Assim que chegaram à penitenciária na capital, esta foi invadida, com a cumplicidade dos guardas, por uma multidão — quatro ou cinco mil pessoas — aos gritos de Viva la religión! Ao longo dos dias anteriores, os jornais do país haviam criado um clima de ódio contra Alfaro e seus correligionários, literalmente incentivando seu assassinato.   

Os prisioneiros foram linchados e defenestrados e, nus, arrastados pelas ruas de Quito, alguns talvez ainda vivos. Houve também castração e desmembramento, exposição de vísceras e degustação do sangue das vítimas, uma das quais, um jornalista, ainda em vida teve a língua decepada e exibida à multidão, durante o cortejo até o parque de El Ejido, onde os corpos foram queimados.

Esse drama sempre me faz pensar, pela barbárie, em um momento da revolução francesa, os massacres de setembro 1792 nas prisões parisienses. Meus livros sobre o Equador estão em Singapura, mas vejo na Internet que alguns dos assassinos — sapateiros, açougueiros, empregados de famílias respeitadas — podiam ser identificados pelo nome. Sabe-se, por exemplo, que um deles era “el cochero de la señora Isabel Palacios”. Pesquisando esse nome, vejo que ela pertencia “a una de las más ricas famílias de Quito” e que “siempre fue una verdadera madre de los Salesianos”.

Ramiro Jácome

O quadro de Ramiro Jácome se intitula “El arrastre del Alfaro”; é uma tela expressionista e violenta. Mostra o momento em que o terrível cortejo passa pela Praça da Independência, com a catedral ao fundo. À direita está o palácio do arcebispo de Quito. Deve ser ele próprio, Federico González Suárez, que aparece na janela. Há debate entre os historiadores sobre se alguém orquestrou os assassinatos. Parece provável que tenha havido ao menos indiferença das autoridades civis e eclesiásticas.

O linchamento de Eloy Alfaro foi certamente um alívio para o governo da época, para a outra ala liberal — conduzida por Leonidas Plaza, que também foi presidente duas vezes — e para os conservadores. Se eu não tivesse admirado a força da tela tantas vezes na casa de John e Mary Lou, esse crime político seria para mim apenas uma abstração. A arte, porém, tem o poder de dar concretude à História e seus atores, como souberam todos os governantes que, ao longo dos séculos, protegeram escritores, pintores e músicos. Lembro de conversar com Ramiro Jácome sobre seu quadro, os dois parados frente à tela na casa dos Hay. 

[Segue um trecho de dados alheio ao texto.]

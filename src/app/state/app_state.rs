use crate::app::session::ProblemSession;
use crate::app::CommandLog;
use crate::core::{Prompt, ScriptedPrompt, TourBuilder};
use crate::net::ApiRequest;
use crate::shared::AppOptions;
use std::collections::VecDeque;

use super::UiState;

/// Hauptzustand der Anwendung
pub struct AppState {
    /// Tour-Aufbau des aktuellen Problems
    pub tour: TourBuilder,
    /// Problemfolge und Sitzungszustand
    pub session: ProblemSession,
    /// UI-State
    pub ui: UiState,
    /// Laufzeit-Optionen (Regeln, Farben, Größen)
    pub options: AppOptions,
    /// Noch nicht gesendete API-Requests
    pub outbox: VecDeque<ApiRequest>,
    /// Verlauf ausgeführter Commands
    pub command_log: CommandLog,
    /// Bestätigungs- und Hinweisdialoge des Hosts
    pub prompt: Box<dyn Prompt>,
    /// Signalisiert dem Host (eframe), die Anwendung kontrolliert zu beenden
    pub should_exit: bool,
}

impl AppState {
    /// Erstellt einen neuen, leeren App-State mit Standardoptionen.
    ///
    /// Ohne Host beantwortet der Prompt jede Rückfrage mit "Nein".
    pub fn new() -> Self {
        Self::with_options(AppOptions::default())
    }

    /// Erstellt einen App-State aus geladenen Optionen.
    pub fn with_options(options: AppOptions) -> Self {
        Self {
            tour: TourBuilder::new(options.tour_rules()),
            session: ProblemSession::new(options.tour_encoding, options.submit_failure_policy),
            ui: UiState::new(),
            options,
            outbox: VecDeque::new(),
            command_log: CommandLog::new(),
            prompt: Box::new(ScriptedPrompt::always(false)),
            should_exit: false,
        }
    }

    /// Ersetzt den Prompt (z.B. native Dialoge im Host).
    pub fn with_prompt(mut self, prompt: Box<dyn Prompt>) -> Self {
        self.prompt = prompt;
        self
    }

    /// Gibt die Anzahl der Städte zurück (für UI-Anzeige)
    pub fn city_count(&self) -> usize {
        self.tour.cities().len()
    }

    /// Ob Undo möglich ist.
    pub fn can_undo(&self) -> bool {
        self.tour.picked() > 0
    }

    /// Ob der Submit-Button aktiv sein soll.
    pub fn can_submit(&self) -> bool {
        self.tour.can_submit()
    }

    /// Ob ein Request gesendet, aber noch nicht beantwortet wurde.
    pub fn request_in_flight(&self) -> bool {
        use crate::app::session::SessionPhase;
        matches!(
            self.session.phase(),
            SessionPhase::Loading | SessionPhase::Submitting
        )
    }
}

impl Default for AppState {
    fn default() -> Self {
        Self::new()
    }
}
//! Application State: zentrale Datenhaltung.

mod app_state;

pub use app_state::AppState;

use crate::core::ClickRejection;
use std::time::{Duration, Instant};

/// Verzögerung des "Tour complete!"-Hinweises nach dem letzten Klick.
pub const COMPLETION_NOTICE_DELAY: Duration = Duration::from_millis(100);

/// UI-bezogener Zustand
#[derive(Debug, Default)]
pub struct UiState {
    /// Temporäre Statusnachricht (z.B. "Tour incomplete!")
    pub status_message: Option<String>,
    /// Grund des zuletzt verworfenen Klicks
    pub last_rejection: Option<ClickRejection>,
    /// Zeitpunkt, ab dem "Tour complete!" angezeigt wird
    pub completion_notice_at: Option<Instant>,
}

impl UiState {
    /// Erstellt einen neuen UI-State.
    pub fn new() -> Self {
        Self::default()
    }

    /// Plant den Vollständigkeits-Hinweis.
    pub fn schedule_completion_notice(&mut self, now: Instant) {
        self.completion_notice_at = Some(now + COMPLETION_NOTICE_DELAY);
    }

    /// Ob der geplante Hinweis zum Zeitpunkt `now` fällig ist.
    pub fn completion_notice_due(&self, now: Instant) -> bool {
        self.completion_notice_at.is_some_and(|at| now >= at)
    }
}
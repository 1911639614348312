//! Reine Punkt- und Distanz-Mathematik.

use glam::Vec2;

/// Euklidische Distanz zwischen zwei Punkten.
#[inline]
pub fn distance(a: Vec2, b: Vec2) -> f32 {
    a.distance(b)
}

/// Länge der geschlossenen Rundtour über die gegebenen Punkte (inkl. Rückkante).
///
/// Weniger als zwei Punkte ergeben 0.
pub fn closed_tour_length(points: &[Vec2]) -> f32 {
    if points.len() < 2 {
        return 0.0;
    }
    let open: f32 = points.windows(2).map(|w| distance(w[0], w[1])).sum();
    open + distance(points[points.len() - 1], points[0])
}
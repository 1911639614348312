use crate::core::CanvasMapping;
use crate::net::{ApiReply, ApiRequest, HttpResponse, TransportError};

/// App-Intent Events.
/// Intents sind Eingaben aus UI/System ohne direkte Mutationslogik.
#[derive(Debug, Clone)]
pub enum AppIntent {
    /// Sitzung starten (erstes Problem laden)
    SessionStartRequested,
    /// Klick auf die Zeichenfläche (physische Koordinaten)
    CanvasClicked {
        physical: glam::Vec2,
        canvas: CanvasMapping,
    },
    /// Letzten Tour-Schritt entfernen
    UndoRequested,
    /// Tour verwerfen (mit Rückfrage)
    ClearRequested,
    /// Tour einreichen
    SubmitRequested,
    /// Antwort auf einen Problem-Fetch
    ProblemResponseReceived {
        result: Result<HttpResponse, TransportError>,
    },
    /// Antwort auf eine Tour-Einreichung
    SubmitResponseReceived {
        result: Result<HttpResponse, TransportError>,
    },
    /// Verzögerter "Tour complete!"-Hinweis ist fällig
    CompletionNoticeDue,
    /// Fenster soll geschlossen werden (Unload-Guard)
    CloseRequested,
}

impl From<ApiReply> for AppIntent {
    fn from(reply: ApiReply) -> Self {
        match reply.request {
            ApiRequest::FetchProblem { .. } => AppIntent::ProblemResponseReceived {
                result: reply.result,
            },
            ApiRequest::SubmitTour { .. } => AppIntent::SubmitResponseReceived {
                result: reply.result,
            },
        }
    }
}
//! HTTP-Transport zum Backend.

use super::api::{HttpMethod, HttpRequest, HttpResponse};
use reqwest::header::CONTENT_TYPE;

/// Netzwerkfehler (Verbindung, DNS, abgebrochene Antwort).
#[derive(Debug, Clone, PartialEq, Eq, thiserror::Error)]
pub enum TransportError {
    /// Der Client konnte nicht erstellt werden
    #[error("http client setup failed: {0}")]
    Setup(String),
    /// Request ist fehlgeschlagen
    #[error("request to {path} failed: {message}")]
    Request {
        /// Request-Pfad
        path: String,
        /// Fehlermeldung des Clients
        message: String,
    },
    /// Der Netzwerk-Worker läuft nicht mehr
    #[error("network worker disconnected")]
    Disconnected,
}

/// Führt einen HTTP-Request synchron aus.
pub trait Transport {
    /// Sendet den Request und liefert die Antwort (beliebiger Status).
    fn request(&mut self, request: &HttpRequest) -> Result<HttpResponse, TransportError>;
}

/// Blockierender `reqwest`-Client gegen eine Basis-URL. Kein Timeout, keine Retries.
pub struct HttpTransport {
    client: reqwest::blocking::Client,
    base_url: String,
}

impl HttpTransport {
    /// Erstellt einen Transport für `base_url` (z.B. `http://127.0.0.1:5000`).
    pub fn new(base_url: impl Into<String>) -> Result<Self, TransportError> {
        let client = reqwest::blocking::Client::builder()
            .timeout(None::<std::time::Duration>)
            .build()
            .map_err(|e| TransportError::Setup(e.to_string()))?;

        Ok(Self {
            client,
            base_url: base_url.into().trim_end_matches('/').to_string(),
        })
    }

    /// Basis-URL ohne abschließenden Slash.
    pub fn base_url(&self) -> &str {
        &self.base_url
    }
}

impl Transport for HttpTransport {
    fn request(&mut self, request: &HttpRequest) -> Result<HttpResponse, TransportError> {
        let url = format!("{}{}", self.base_url, request.path);
        let builder = match request.method {
            HttpMethod::Get => self.client.get(&url),
            HttpMethod::Post => self
                .client
                .post(&url)
                .header(CONTENT_TYPE, "application/x-www-form-urlencoded")
                .body(request.body.clone().unwrap_or_default()),
        };

        let failed = |e: reqwest::Error| TransportError::Request {
            path: request.path.clone(),
            message: e.to_string(),
        };

        let response = builder.send().map_err(failed)?;
        let status = response.status().as_u16();
        let body = response.text().map_err(failed)?;
        log::debug!("{:?} {} → {}", request.method, request.path, status);

        Ok(HttpResponse { status, body })
    }
}
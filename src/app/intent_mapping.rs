//! Mapping von UI-Intents auf mutierende App-Commands.

use super::{AppCommand, AppIntent, AppState};

/// Übersetzt einen `AppIntent` in eine Sequenz ausführbarer `AppCommand`s.
pub fn map_intent_to_commands(state: &AppState, intent: AppIntent) -> Vec<AppCommand> {
    match intent {
        AppIntent::SessionStartRequested => vec![AppCommand::StartSession],
        AppIntent::CanvasClicked { physical, canvas } => {
            vec![AppCommand::PickCity { physical, canvas }]
        }
        AppIntent::UndoRequested => {
            if state.can_undo() {
                vec![AppCommand::UndoLastStep]
            } else {
                vec![]
            }
        }
        AppIntent::ClearRequested => vec![AppCommand::ClearTour],
        AppIntent::SubmitRequested => vec![AppCommand::SubmitTour],
        AppIntent::ProblemResponseReceived { result } => {
            vec![AppCommand::ApplyProblemResponse { result }]
        }
        AppIntent::SubmitResponseReceived { result } => {
            vec![AppCommand::ApplySubmitResponse { result }]
        }
        AppIntent::CompletionNoticeDue => vec![AppCommand::ShowCompletionNotice],
        AppIntent::CloseRequested => vec![AppCommand::GuardedClose],
    }
}
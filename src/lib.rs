//! TSP Tour Collector Library.
//! Core-Funktionalität als Library exportiert für Tests und Wiederverwendung.

pub mod app;
pub mod core;
pub mod net;
pub mod render;
pub mod shared;
pub mod ui;

pub use app::{
    AppCommand, AppController, AppIntent, AppState, ProblemSession, SessionError, SessionPhase,
    SessionState, UiState,
};
pub use core::{
    CanvasMapping, City, ClickOutcome, ClickRejection, CompletionRule, Problem, Prompt,
    ScriptedPrompt, SubmitFailurePolicy, TimestampUndo, TourBuilder, TourEncoding, TourError,
    TourRules, TourState, TourVariant,
};
pub use net::{
    ApiReply, ApiRequest, HttpMethod, HttpRequest, HttpResponse, HttpTransport, NetworkWorker,
    PayloadError, ProblemPayload, TourSubmission, Transport, TransportError,
};
pub use shared::{AppOptions, RenderScene};
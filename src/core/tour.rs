//! Tour-Aufbau als Zustandsautomat: Klicks → geordnete, duplikatfreie Permutation.

use super::canvas::{CanvasMapping, DEFAULT_LOGICAL_SIZE};
use super::geometry::{closed_tour_length, distance};
use super::prompt::{Clock, Prompt, SystemClock};
use super::rules::{TimestampUndo, TourRules};
use super::{City, Problem};
use glam::Vec2;
use indexmap::IndexSet;
use std::sync::Arc;

/// Frage vor dem Verwerfen einer bestehenden Tour.
pub const CLEAR_TOUR_PROMPT: &str = "Clear existing tour?";

/// Zustand des Tour-Aufbaus.
#[derive(Debug, Clone, Copy, PartialEq, Eq, Default)]
pub enum TourState {
    /// Noch keine Stadt gewählt
    #[default]
    Empty,
    /// Mindestens eine Stadt gewählt, Tour unvollständig
    Building,
    /// Classic-Variante: zuletzt gewählte Stadt ist hervorgehoben, nächste Kante startet dort
    PartialSelection {
        /// Index der hervorgehobenen Stadt
        current: usize,
    },
    /// Tour hat die Vollständigkeitsschwelle erreicht
    Complete,
}

/// Grund, aus dem ein Klick verworfen wurde.
#[derive(Debug, Clone, Copy, PartialEq)]
pub enum ClickRejection {
    /// Vollständige Tour, Verwerfen wurde abgelehnt
    ResetDeclined,
    /// Tour ist vollständig (direkter Pick ohne Bestätigung)
    TourComplete,
    /// Keine wählbare Stadt (leere Städteliste oder alle gewählt)
    NoEligibleCity,
    /// Nächste Stadt ist bereits Teil der Tour (Classic: Reselect)
    DuplicateSelection {
        /// Bereits gewählte Stadt
        city: usize,
    },
    /// Nächste wählbare Stadt liegt außerhalb des Pick-Radius
    UnreachableSelection {
        /// Nächste wählbare Stadt
        city: usize,
        /// Distanz zum Klick in logischen Einheiten
        distance: f32,
    },
}

/// Ergebnis eines Klicks.
#[derive(Debug, Clone, Copy, PartialEq)]
pub struct ClickOutcome {
    /// Ob die Tour verändert wurde
    pub accepted: bool,
    /// Zustand nach dem Klick
    pub new_state: TourState,
    /// Ablehnungsgrund (nur bei `accepted == false`)
    pub rejection: Option<ClickRejection>,
    /// Angehängte Stadt
    pub city: Option<usize>,
    /// Ob dieser Klick die Tour vervollständigt hat
    pub completed: bool,
}

impl ClickOutcome {
    fn rejected(state: TourState, rejection: ClickRejection) -> Self {
        Self {
            accepted: false,
            new_state: state,
            rejection: Some(rejection),
            city: None,
            completed: false,
        }
    }
}

/// Fehler beim Laden eines Problems.
#[derive(Debug, Clone, PartialEq, Eq, thiserror::Error)]
pub enum TourError {
    /// Zu wenige Städte für eine gültige Tour
    #[error("invalid problem: {found} cities, at least {required} required")]
    InvalidProblem {
        /// Gelieferte Anzahl
        found: usize,
        /// Benötigte Anzahl
        required: usize,
    },
}

/// Zustandsautomat für den Tour-Aufbau des aktuellen Problems.
///
/// Besitzt Städte, Tour und Zeitstempel exklusiv; bei jedem neuen Problem werden
/// alle drei ersetzt, nie gemischt.
pub struct TourBuilder {
    rules: TourRules,
    cities: Vec<City>,
    logical_size: Vec2,
    tour: IndexSet<usize>,
    timestamps: Vec<i64>,
    state: TourState,
    submittable: bool,
    clock: Arc<dyn Clock>,
}

impl TourBuilder {
    /// Erstellt einen leeren Builder mit Systemuhr.
    pub fn new(rules: TourRules) -> Self {
        Self::with_clock(rules, Arc::new(SystemClock))
    }

    /// Erstellt einen leeren Builder mit eigener Zeitquelle.
    pub fn with_clock(rules: TourRules, clock: Arc<dyn Clock>) -> Self {
        Self {
            rules,
            cities: Vec::new(),
            logical_size: DEFAULT_LOGICAL_SIZE,
            tour: IndexSet::new(),
            timestamps: Vec::new(),
            state: TourState::Empty,
            submittable: false,
            clock,
        }
    }

    /// Lädt ein neues Problem und verwirft Tour und Zeitstempel.
    ///
    /// Eine leere Städteliste lässt den Builder leer. Unterhalb der Mindestanzahl
    /// bleiben die Städte geladen und anklickbar, die Tour ist aber nicht einreichbar.
    pub fn load(&mut self, problem: Problem) -> Result<(), TourError> {
        self.clear();
        let required = self.rules.min_cities().max(1);

        if problem.cities.is_empty() {
            return Err(TourError::InvalidProblem { found: 0, required });
        }

        self.cities = problem
            .cities
            .into_iter()
            .enumerate()
            .map(|(index, city)| City { index, ..city })
            .collect();
        self.logical_size = problem.logical_size;

        let found = self.cities.len();
        if found < required {
            log::warn!(
                "Problem mit {} Städten geladen, Einreichen erst ab {} möglich",
                found,
                required
            );
            return Err(TourError::InvalidProblem { found, required });
        }

        self.submittable = true;
        log::debug!("Problem geladen: {} Städte", found);
        Ok(())
    }

    /// Verarbeitet einen Klick in physischen Koordinaten.
    ///
    /// Bei vollständiger Tour wird vorher das Verwerfen bestätigt; bei Zustimmung
    /// startet eine neue Tour mit diesem Klick.
    pub fn handle_click(
        &mut self,
        physical: Vec2,
        canvas: &CanvasMapping,
        prompt: &mut dyn Prompt,
    ) -> ClickOutcome {
        if self.state == TourState::Complete {
            if !prompt.confirm(CLEAR_TOUR_PROMPT) {
                return ClickOutcome::rejected(self.state, ClickRejection::ResetDeclined);
            }
            self.clear_tour();
        }

        let logical = canvas.physical_to_logical(physical);
        self.pick(logical)
    }

    /// Wählt die nächste Stadt zum logischen Punkt (Schritte nach der Koordinaten-Umrechnung).
    pub fn pick(&mut self, logical: Vec2) -> ClickOutcome {
        if self.state == TourState::Complete {
            return ClickOutcome::rejected(self.state, ClickRejection::TourComplete);
        }

        let Some((city, dist)) = self.nearest_eligible(logical) else {
            return ClickOutcome::rejected(self.state, ClickRejection::NoEligibleCity);
        };

        if let Some(radius) = self.rules.pick_radius {
            if dist > radius {
                return ClickOutcome::rejected(
                    self.state,
                    ClickRejection::UnreachableSelection {
                        city,
                        distance: dist,
                    },
                );
            }
        }

        if self.tour.contains(&city) {
            return ClickOutcome::rejected(self.state, ClickRejection::DuplicateSelection { city });
        }

        self.tour.insert(city);
        if self.rules.records_timestamps() {
            self.timestamps.push(self.clock.now_millis());
        }

        let completed = self.tour.len() >= self.completion_threshold();
        self.state = if completed {
            TourState::Complete
        } else {
            self.building_state(city)
        };

        ClickOutcome {
            accepted: true,
            new_state: self.state,
            rejection: None,
            city: Some(city),
            completed,
        }
    }

    /// Nächste wählbare Stadt zum Punkt samt Distanz.
    ///
    /// Scan in aufsteigender Index-Reihenfolge mit striktem `<`: bei Gleichstand
    /// gewinnt der kleinste Index.
    pub fn nearest_eligible(&self, logical: Vec2) -> Option<(usize, f32)> {
        let mut min = f32::INFINITY;
        let mut best = None;
        for city in &self.cities {
            if self.rules.skips_visited() && self.tour.contains(&city.index) {
                continue;
            }
            let dist = distance(logical, city.position);
            if dist < min {
                min = dist;
                best = Some(city.index);
            }
        }
        best.map(|index| (index, min))
    }

    /// Entfernt den letzten Tour-Schritt. Gibt `false` zurück, wenn die Tour leer war.
    pub fn undo(&mut self) -> bool {
        if self.tour.pop().is_none() {
            return false;
        }

        match self.rules.timestamp_undo {
            TimestampUndo::Paired => self.timestamps.truncate(self.tour.len()),
            TimestampUndo::Legacy => {
                if self.tour.len() > 1 {
                    self.timestamps.pop();
                }
            }
        }

        self.state = match self.tour.last() {
            None => TourState::Empty,
            Some(&last) => self.building_state(last),
        };
        true
    }

    /// Verwirft die Tour nach Bestätigung. Gibt `true` zurück, wenn verworfen wurde.
    pub fn reset(&mut self, prompt: &mut dyn Prompt) -> bool {
        if !prompt.confirm(CLEAR_TOUR_PROMPT) {
            return false;
        }
        self.clear_tour();
        true
    }

    /// Verwirft Tour und Zeitstempel ohne Rückfrage; die Städte bleiben geladen.
    pub fn restart(&mut self) {
        self.clear_tour();
    }

    /// Leert Städte, Tour und Zeitstempel ohne Rückfrage (Problemwechsel).
    pub fn clear(&mut self) {
        self.cities.clear();
        self.logical_size = DEFAULT_LOGICAL_SIZE;
        self.submittable = false;
        self.clear_tour();
    }

    fn clear_tour(&mut self) {
        self.tour.clear();
        self.timestamps.clear();
        self.state = TourState::Empty;
    }

    fn building_state(&self, last: usize) -> TourState {
        if self.rules.skips_visited() {
            TourState::Building
        } else {
            TourState::PartialSelection { current: last }
        }
    }

    /// Aktueller Zustand.
    pub fn state(&self) -> TourState {
        self.state
    }

    /// Regelwerk.
    pub fn rules(&self) -> &TourRules {
        &self.rules
    }

    /// Geladene Städte.
    pub fn cities(&self) -> &[City] {
        &self.cities
    }

    /// Logische Canvas-Größe des aktuellen Problems.
    pub fn logical_size(&self) -> Vec2 {
        self.logical_size
    }

    /// Gewählte Städte in Reihenfolge.
    pub fn tour(&self) -> Vec<usize> {
        self.tour.iter().copied().collect()
    }

    /// Anzahl gewählter Städte.
    pub fn picked(&self) -> usize {
        self.tour.len()
    }

    /// Ob die Stadt bereits gewählt ist.
    pub fn contains(&self, city: usize) -> bool {
        self.tour.contains(&city)
    }

    /// Aufgezeichnete Zeitstempel.
    pub fn timestamps(&self) -> &[i64] {
        &self.timestamps
    }

    /// Ob die Tour vollständig ist.
    pub fn is_complete(&self) -> bool {
        self.state == TourState::Complete
    }

    /// Vollständigkeitsschwelle für die aktuelle Städteanzahl.
    pub fn completion_threshold(&self) -> usize {
        self.rules.effective_completion().threshold(self.cities.len())
    }

    /// Ob das geladene Problem die Mindestanzahl an Städten erfüllt.
    pub fn is_submittable_problem(&self) -> bool {
        self.submittable
    }

    /// Ob die Tour in diesem Zustand eingereicht werden darf.
    pub fn can_submit(&self) -> bool {
        self.submittable
            && self.is_complete()
            && (!self.rules.requires_full_permutation() || self.tour.len() == self.cities.len())
    }

    /// Hervorgehobene Stadt der Classic-Variante.
    pub fn highlighted(&self) -> Option<usize> {
        match self.state {
            TourState::PartialSelection { current } => Some(current),
            _ => None,
        }
    }

    /// Länge der geschlossenen Tour in logischen Einheiten.
    pub fn tour_length(&self) -> f32 {
        let points: Vec<Vec2> = self
            .tour
            .iter()
            .filter_map(|&i| self.cities.get(i).map(|c| c.position))
            .collect();
        closed_tour_length(&points)
    }
}

impl Default for TourBuilder {
    fn default() -> Self {
        Self::new(TourRules::default())
    }
}
//! Application Controller für zentrale Event-Verarbeitung.

use super::render_scene;
use super::{AppCommand, AppIntent, AppState};
use crate::net::{ApiReply, NetworkWorker, Transport};
use crate::shared::RenderScene;

/// Orchestriert UI-Events und Use-Cases auf den AppState.
#[derive(Default)]
pub struct AppController;

impl AppController {
    /// Erstellt einen neuen Controller.
    pub fn new() -> Self {
        Self
    }

    /// Verarbeitet einen Intent über Intent->Command Mapping.
    pub fn handle_intent(&mut self, state: &mut AppState, intent: AppIntent) -> anyhow::Result<()> {
        let commands = self.map_intent_to_commands(state, intent);
        for command in commands {
            self.handle_command(state, command)?;
        }

        Ok(())
    }

    fn map_intent_to_commands(&self, state: &AppState, intent: AppIntent) -> Vec<AppCommand> {
        super::intent_mapping::map_intent_to_commands(state, intent)
    }

    /// Führt mutierende Commands auf dem AppState aus.
    /// Dispatcht an Feature-Handler in `handlers/`.
    pub fn handle_command(
        &mut self,
        state: &mut AppState,
        command: AppCommand,
    ) -> anyhow::Result<()> {
        state.command_log.record(command.clone());
        use super::handlers;

        match command {
            // === Tour ===
            AppCommand::PickCity { physical, canvas } => {
                handlers::tour::pick_city(state, physical, canvas)
            }
            AppCommand::UndoLastStep => handlers::tour::undo(state),
            AppCommand::ClearTour => handlers::tour::clear(state),

            // === Sitzung ===
            AppCommand::StartSession => handlers::session::start(state),
            AppCommand::SubmitTour => handlers::session::submit(state),
            AppCommand::ApplyProblemResponse { result } => {
                handlers::session::apply_problem_response(state, result)
            }
            AppCommand::ApplySubmitResponse { result } => {
                handlers::session::apply_submit_response(state, result)
            }

            // === Dialoge & Anwendungssteuerung ===
            AppCommand::ShowCompletionNotice => handlers::dialog::show_completion_notice(state),
            AppCommand::GuardedClose => handlers::dialog::guarded_close(state),
        }

        Ok(())
    }

    /// Übergibt alle ausstehenden Requests an den Netzwerk-Worker.
    pub fn flush_outbox(
        &mut self,
        state: &mut AppState,
        worker: &NetworkWorker,
    ) -> anyhow::Result<()> {
        while let Some(request) = state.outbox.pop_front() {
            worker.send(request)?;
        }
        Ok(())
    }

    /// Verarbeitet alle fertigen Antworten des Workers. Gibt die Anzahl zurück.
    pub fn poll_worker(
        &mut self,
        state: &mut AppState,
        worker: &NetworkWorker,
    ) -> anyhow::Result<usize> {
        let mut handled = 0;
        while let Some(reply) = worker.try_recv() {
            self.handle_intent(state, AppIntent::from(reply))?;
            handled += 1;
        }
        Ok(handled)
    }

    /// Arbeitet die Outbox synchron über `transport` ab, inklusive Folge-Requests.
    ///
    /// Für Headless-Betrieb und Tests. Gibt die Anzahl gesendeter Requests zurück.
    pub fn pump_blocking(
        &mut self,
        state: &mut AppState,
        transport: &mut dyn Transport,
    ) -> anyhow::Result<usize> {
        let mut sent = 0;
        while let Some(request) = state.outbox.pop_front() {
            let result = transport.request(&request.to_http());
            sent += 1;
            self.handle_intent(state, AppIntent::from(ApiReply { request, result }))?;
        }
        Ok(sent)
    }

    /// Baut die Render-Szene aus dem aktuellen AppState.
    pub fn build_render_scene(&self, state: &AppState) -> RenderScene {
        render_scene::build(state)
    }
}
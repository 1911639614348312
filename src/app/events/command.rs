use crate::core::CanvasMapping;
use crate::net::{HttpResponse, TransportError};

/// App-Commands.
/// Commands sind mutierende Operationen, ausgeführt vom Controller.
#[derive(Debug, Clone)]
pub enum AppCommand {
    /// Sitzung bei Problem 0 starten
    StartSession,
    /// Nächste Stadt zum Klickpunkt wählen
    PickCity {
        physical: glam::Vec2,
        canvas: CanvasMapping,
    },
    /// Letzten Tour-Schritt entfernen
    UndoLastStep,
    /// Tour nach Rückfrage verwerfen
    ClearTour,
    /// Vollständige Tour einreichen
    SubmitTour,
    /// Problem-Antwort in den Tour-Builder übernehmen
    ApplyProblemResponse {
        result: Result<HttpResponse, TransportError>,
    },
    /// Submit-Antwort verarbeiten und weiterschalten
    ApplySubmitResponse {
        result: Result<HttpResponse, TransportError>,
    },
    /// "Tour complete!" anzeigen
    ShowCompletionNotice,
    /// Schließen nur nach Unload-Guard
    GuardedClose,
}
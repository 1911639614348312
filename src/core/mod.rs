//! Core-Domänentypen: Städte, Problem, Tour-Zustandsautomat, Canvas-Mapping.

pub mod canvas;
pub mod city;
pub mod geometry;
pub mod problem;
pub mod prompt;
pub mod rules;
/// Tour-Aufbau
///
/// Zustandsautomat über Städte, Tour, Zeitstempel und Vollständigkeit.
pub mod tour;

pub use canvas::{physical_to_logical, CanvasMapping, DEFAULT_LOGICAL_SIZE};
pub use city::{parse_hex_color, City, ColorToken, COLOR_PALETTE};
pub use geometry::{closed_tour_length, distance};
pub use problem::Problem;
pub use prompt::{Clock, Prompt, ScriptedPrompt, SystemClock};
pub use rules::{
    CompletionRule, SubmitFailurePolicy, TimestampUndo, TourEncoding, TourRules, TourVariant,
};
pub use tour::{
    ClickOutcome, ClickRejection, TourBuilder, TourError, TourState, CLEAR_TOUR_PROMPT,
};
//! AppIntent- und AppCommand-Enums für den Intent/Command-Datenfluss.

mod command;
mod intent;

pub use command::AppCommand;
pub use intent::AppIntent;
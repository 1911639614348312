//! Native Bestätigungs- und Hinweisdialoge.

use crate::core::Prompt;

/// `Prompt` über native Message-Boxen (`rfd`). Blockiert bis zur Antwort.
#[derive(Debug, Clone)]
pub struct RfdPrompt {
    title: String,
}

impl RfdPrompt {
    /// Erstellt einen Prompt mit Fenstertitel.
    pub fn new(title: impl Into<String>) -> Self {
        Self {
            title: title.into(),
        }
    }
}

impl Prompt for RfdPrompt {
    fn confirm(&mut self, prompt: &str) -> bool {
        let result = rfd::MessageDialog::new()
            .set_title(&self.title)
            .set_description(prompt)
            .set_level(rfd::MessageLevel::Warning)
            .set_buttons(rfd::MessageButtons::OkCancel)
            .show();
        matches!(
            result,
            rfd::MessageDialogResult::Ok | rfd::MessageDialogResult::Yes
        )
    }

    fn notify(&mut self, message: &str) {
        let _ = rfd::MessageDialog::new()
            .set_title(&self.title)
            .set_description(message)
            .set_level(rfd::MessageLevel::Info)
            .set_buttons(rfd::MessageButtons::Ok)
            .show();
    }
}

Nossa rua era uma ladeira, que descia, como se diz em castelhano, pelas saias do morro, pelas “faldas del Pichincha”. A casa ficava em uma esquina, e a junção das duas ruas criava o endereço Los Comicios y Los Cabildos, significando “eleições” o primeiro termo, e algo como “câmara de vereadores” o segundo. Em frente à casa, havia uma praça coberta de eucaliptos, como um pequeno parque, onde duas vezes por dia eu passeava nossa Golden retriever, Missy, sobre a qual pude falar em Kiki em Kuala Lumpur. Não era incomum ver pastando por ali duas ou três vacas.  

Um dia, ouço um barulho de rodas de metal. Vou à varanda do quarto e vejo John subindo a rua, puxando pela calçada, sobre um carrinho de carga, um objeto metálico, corroído. Na vez seguinte em que jantamos com eles, ouvimos que John procurava pela cidade peças descartadas de metal, que transformava em esculturas. Ele às vezes trabalhava nelas, mas em geral simplesmente as colocava sobre um pedestal. Sua preferência era por peças de automóveis. Via em alguns objetos descartados, encontrados pelas ruas de Quito, uma beleza intrínseca, que desejava preservar. Era um verdadeiro filho de Marcel Duchamp.

Do lado esquerdo do saguão da casa dos Hay ficava a porta para a biblioteca. Nada mais oposto a “El arrastre del Alfaro” do que o ambiente nesse cômodo, sereno e tranquilo, onde havia uma coleção de peças pré-colombianas. Quando partimos de Quito, Mary Lou nos deu de presente um pilão de pedra em forma de jaguar, da cultura Valdivia. Ela sabia, amiga generosa, ser essa a forma artística de que eu mais gostava da era pré-colombiana equatoriana.

Muitas vezes, de tarde, no fim de semana, ou depois ou antes do jantar, ali ficávamos os dois casais, sentados frente à lareira, admirando o fogo. Passear a Missy pelo parque na nossa rua significava aliás sentir, ao anoitecer, o perfume do eucalipto queimando nas lareiras do bairro. Na biblioteca dos Hay, conversávamos sobre a vida política equatoriana, arte, artistas e livros. Um dos autores prediletos de John era Paul Auster e, vinte anos mais tarde, isso se tornaria um dado importante na minha vida.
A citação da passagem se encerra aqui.